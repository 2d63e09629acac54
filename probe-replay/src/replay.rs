//! Trace replay: the host side of the dispatch boundary
//!
//! Replay plays the part of the instrumentation runtime. Every declared site is
//! instrumented once, by creating a handler from each factory registered for the
//! site's category, and every recorded event is then delivered to those handlers
//! in trace order.

use crate::trace::{Trace, TraceEvent};
use probe_dispatch::{DispatchError, EventCategory, EventHandler, Factory, SourceId};
use std::collections::{BTreeMap, HashMap, HashSet};
use std::error::Error;

#[derive(Debug, Clone, Default)]
pub struct ReplayOptions {
    /// Log and count callback failures instead of aborting the trace
    pub keep_going: bool,
}

#[derive(Debug, Clone, Default, PartialEq, Eq)]
pub struct CategoryStats {
    pub before: usize,
    pub after: usize,
    pub failures: usize,
}

/// Statistics for one replayed trace
#[derive(Debug, Clone, Default, PartialEq, Eq)]
pub struct ReplayStats {
    pub sites: usize,
    /// Site records repeating an already declared (source id, category) pair
    pub duplicate_sites: usize,
    pub handlers: usize,
    /// Handlers that can never reach the analysis (e.g. non-object loops)
    pub inert_handlers: usize,
    pub before_events: usize,
    pub after_events: usize,
    /// Events naming a source id no site declared
    pub unknown_events: usize,
    pub failures: usize,
    pub per_category: BTreeMap<EventCategory, CategoryStats>,
}

#[derive(Debug, thiserror::Error)]
pub enum ReplayError {
    #[error("failed to instrument site {source_id}")]
    Instrument {
        source_id: SourceId,
        #[source]
        source: DispatchError,
    },

    #[error("event #{index} at source {source_id} failed")]
    Dispatch {
        index: usize,
        source_id: SourceId,
        #[source]
        source: DispatchError,
    },
}

/// Categories and handlers declared at one source id
#[derive(Default)]
struct Instrumented<'t> {
    categories: Vec<EventCategory>,
    handlers: Vec<EventHandler<'t>>,
}

/// Replay one trace against the registered factories
pub fn replay(
    trace: &Trace,
    factories: &[Factory],
    options: &ReplayOptions,
) -> Result<ReplayStats, ReplayError> {
    let mut stats = ReplayStats::default();
    let mut sites: HashMap<SourceId, Instrumented<'_>> = HashMap::new();
    let mut declared: HashSet<(SourceId, EventCategory)> = HashSet::new();

    for record in &trace.sites {
        let source_id = record.site.source_id();
        if !declared.insert((source_id, record.category)) {
            log::warn!(
                "Site {} already declared as {}, skipping repeat",
                source_id,
                record.category
            );
            stats.duplicate_sites += 1;
            continue;
        }
        stats.sites += 1;
        let entry = sites.entry(source_id).or_default();
        entry.categories.push(record.category);

        for factory in factories.iter().filter(|f| f.category() == record.category) {
            match factory.create(&record.site) {
                Ok(handler) => {
                    if handler.is_inert() {
                        stats.inert_handlers += 1;
                    }
                    stats.handlers += 1;
                    entry.handlers.push(handler);
                }
                Err(source) if options.keep_going => {
                    log::warn!("Skipping site {}: {}", source_id, describe(&source));
                    stats.failures += 1;
                }
                Err(source) => return Err(ReplayError::Instrument { source_id, source }),
            }
        }
    }
    log::debug!(
        "Instrumented {} sites with {} handlers",
        stats.sites,
        stats.handlers
    );

    for (index, event) in trace.events.iter().enumerate() {
        let source_id = event.source_id();
        let Some(instrumented) = sites.get(&source_id) else {
            log::warn!("Event #{} names unknown source {}, skipping", index, source_id);
            stats.unknown_events += 1;
            continue;
        };

        let is_before = matches!(event, TraceEvent::Before { .. });
        if is_before {
            stats.before_events += 1;
        } else {
            stats.after_events += 1;
        }
        for &declared_as in &instrumented.categories {
            let counts = stats.per_category.entry(declared_as).or_default();
            if is_before {
                counts.before += 1;
            } else {
                counts.after += 1;
            }
        }

        for handler in &instrumented.handlers {
            if let Err(source) = deliver(handler, event) {
                if !options.keep_going {
                    return Err(ReplayError::Dispatch {
                        index,
                        source_id,
                        source,
                    });
                }
                log::warn!("Event #{} failed: {}", index, describe(&source));
                stats.per_category.entry(handler.category()).or_default().failures += 1;
                stats.failures += 1;
            }
        }
    }

    Ok(stats)
}

fn deliver(handler: &EventHandler<'_>, event: &TraceEvent) -> probe_dispatch::Result<()> {
    match event {
        TraceEvent::Before { frame, inputs, .. } => handler.before(frame, inputs),
        TraceEvent::After {
            frame,
            result,
            inputs,
            ..
        } => handler.after(frame, result, inputs),
    }
}

/// Error message followed by its source chain
pub fn describe(err: &dyn Error) -> String {
    let mut message = err.to_string();
    let mut source = err.source();
    while let Some(cause) = source {
        message.push_str(": ");
        message.push_str(&cause.to_string());
        source = cause.source();
    }
    message
}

#####

§ Task to complete:
Line count for the string "SourceId": give the number of lines in the listing that hold it, with no other output.

§ Reply to the exercise:
5